同級生の発言の真意に関して永野氏は「評議員の就任については、過去に樋口(公啓)さんが慶應義塾大学出身で初めてわが社の社長になり、後に評議員に就いたという経緯があります」と話している。
永野氏が言及した樋口氏は東京海上火災保険(現東京海上日動火災保険)社長だった1998年から2期8年間、評議員を務めている。

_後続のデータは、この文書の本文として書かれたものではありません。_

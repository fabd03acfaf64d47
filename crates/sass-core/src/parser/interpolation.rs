//! Parsing `#{...}` interpolation, which may appear inside identifiers,
//! selectors, strings, at-rule preludes, and ordinary values (§4.1).

use crate::ast::{Interpolation, InterpolationPart};
use crate::error::SassError;

use super::Parser;

impl<'a> Parser<'a> {
    /// Parse an interpolated identifier: a run of ident characters and
    /// `#{...}` holes, stopping at the first character that is neither.
    pub(crate) fn parse_interpolated_identifier(&mut self) -> Result<Interpolation, SassError> {
        let start = self.cursor.offset();
        let mut parts = Vec::new();
        let mut literal = String::new();
        loop {
            if self.cursor.starts_with("#{") {
                if !literal.is_empty() {
                    parts.push(InterpolationPart::Literal(std::mem::take(&mut literal)));
                }
                parts.push(InterpolationPart::Expr(self.parse_interpolation_hole()?));
                continue;
            }
            match self.cursor.peek() {
                Some('\\') => {
                    if let Some(c) = self.cursor.consume_escape() {
                        literal.push(c);
                    }
                }
                Some(c) if crate::lexer::is_ident_char(c) => {
                    literal.push(c);
                    self.cursor.bump();
                }
                _ => break,
            }
        }
        if !literal.is_empty() {
            parts.push(InterpolationPart::Literal(literal));
        }
        if parts.is_empty() {
            return Err(self.error_here("expected identifier."));
        }
        Ok(Interpolation {
            parts,
            span: Some(self.span_from(start)),
        })
    }

    /// Parse interpolated text up to (but not including) a position where
    /// `stop` holds, treating `#{...}` as holes and everything else as
    /// literal text. Used for selector/media/at-rule preludes, which are
    /// captured as raw interpolation and reparsed after evaluation.
    pub(crate) fn parse_interpolated_text_until(
        &mut self,
        stop: impl Fn(&crate::lexer::Cursor<'_>) -> bool,
    ) -> Result<Interpolation, SassError> {
        let start = self.cursor.offset();
        let mut parts = Vec::new();
        let mut literal = String::new();
        loop {
            if self.cursor.is_eof() || stop(&self.cursor) {
                break;
            }
            if self.cursor.starts_with("#{") {
                if !literal.is_empty() {
                    parts.push(InterpolationPart::Literal(std::mem::take(&mut literal)));
                }
                parts.push(InterpolationPart::Expr(self.parse_interpolation_hole()?));
                continue;
            }
            if self.cursor.starts_with("/*") {
                literal.push_str(&self.consume_loud_comment_raw());
                continue;
            }
            // Quoted strings inside prelude text may themselves contain
            // the stop character (e.g. `,` inside `"a, b"`); consume them
            // wholesale so the stop check doesn't fire mid-string.
            if matches!(self.cursor.peek(), Some('"') | Some('\'')) {
                literal.push_str(&self.consume_raw_quoted_string());
                continue;
            }
            if let Some(c) = self.cursor.bump() {
                literal.push(c);
            } else {
                break;
            }
        }
        if !literal.is_empty() {
            parts.push(InterpolationPart::Literal(literal));
        }
        Ok(Interpolation {
            parts,
            span: Some(self.span_from(start)),
        })
    }

    pub(crate) fn consume_loud_comment_raw(&mut self) -> String {
        let start = self.cursor.offset();
        self.cursor.eat_str("/*");
        while !self.cursor.is_eof() && !self.cursor.starts_with("*/") {
            self.cursor.bump();
        }
        self.cursor.eat_str("*/");
        self.cursor.full()[start..self.cursor.offset()].to_string()
    }

    pub(crate) fn consume_raw_quoted_string(&mut self) -> String {
        let start = self.cursor.offset();
        let quote = self.cursor.bump().expect("checked by caller");
        loop {
            match self.cursor.peek() {
                None => break,
                Some(c) if c == quote => {
                    self.cursor.bump();
                    break;
                }
                Some('\\') => {
                    self.cursor.bump();
                    self.cursor.bump();
                }
                Some(_) => {
                    self.cursor.bump();
                }
            }
        }
        self.cursor.full()[start..self.cursor.offset()].to_string()
    }

    fn parse_interpolation_hole(&mut self) -> Result<crate::ast::Expression, SassError> {
        self.expect_str("#{")?;
        self.skip_trivia();
        let expr = self.parse_expression()?;
        self.skip_trivia();
        self.expect_char('}')?;
        Ok(expr)
    }
}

東京海上HDの中核子会社、東京海上日動火災保険は卒業生の就職先上位の常連。OBで構成する東京海上日動三田会の会員数は1700人と、企業関連の三田会としては最大規模を誇る。
こうした“慶応閥”がある企業では、慶應卒の首脳を代表として評議員に押し上げようというOBの意向が強いのだ。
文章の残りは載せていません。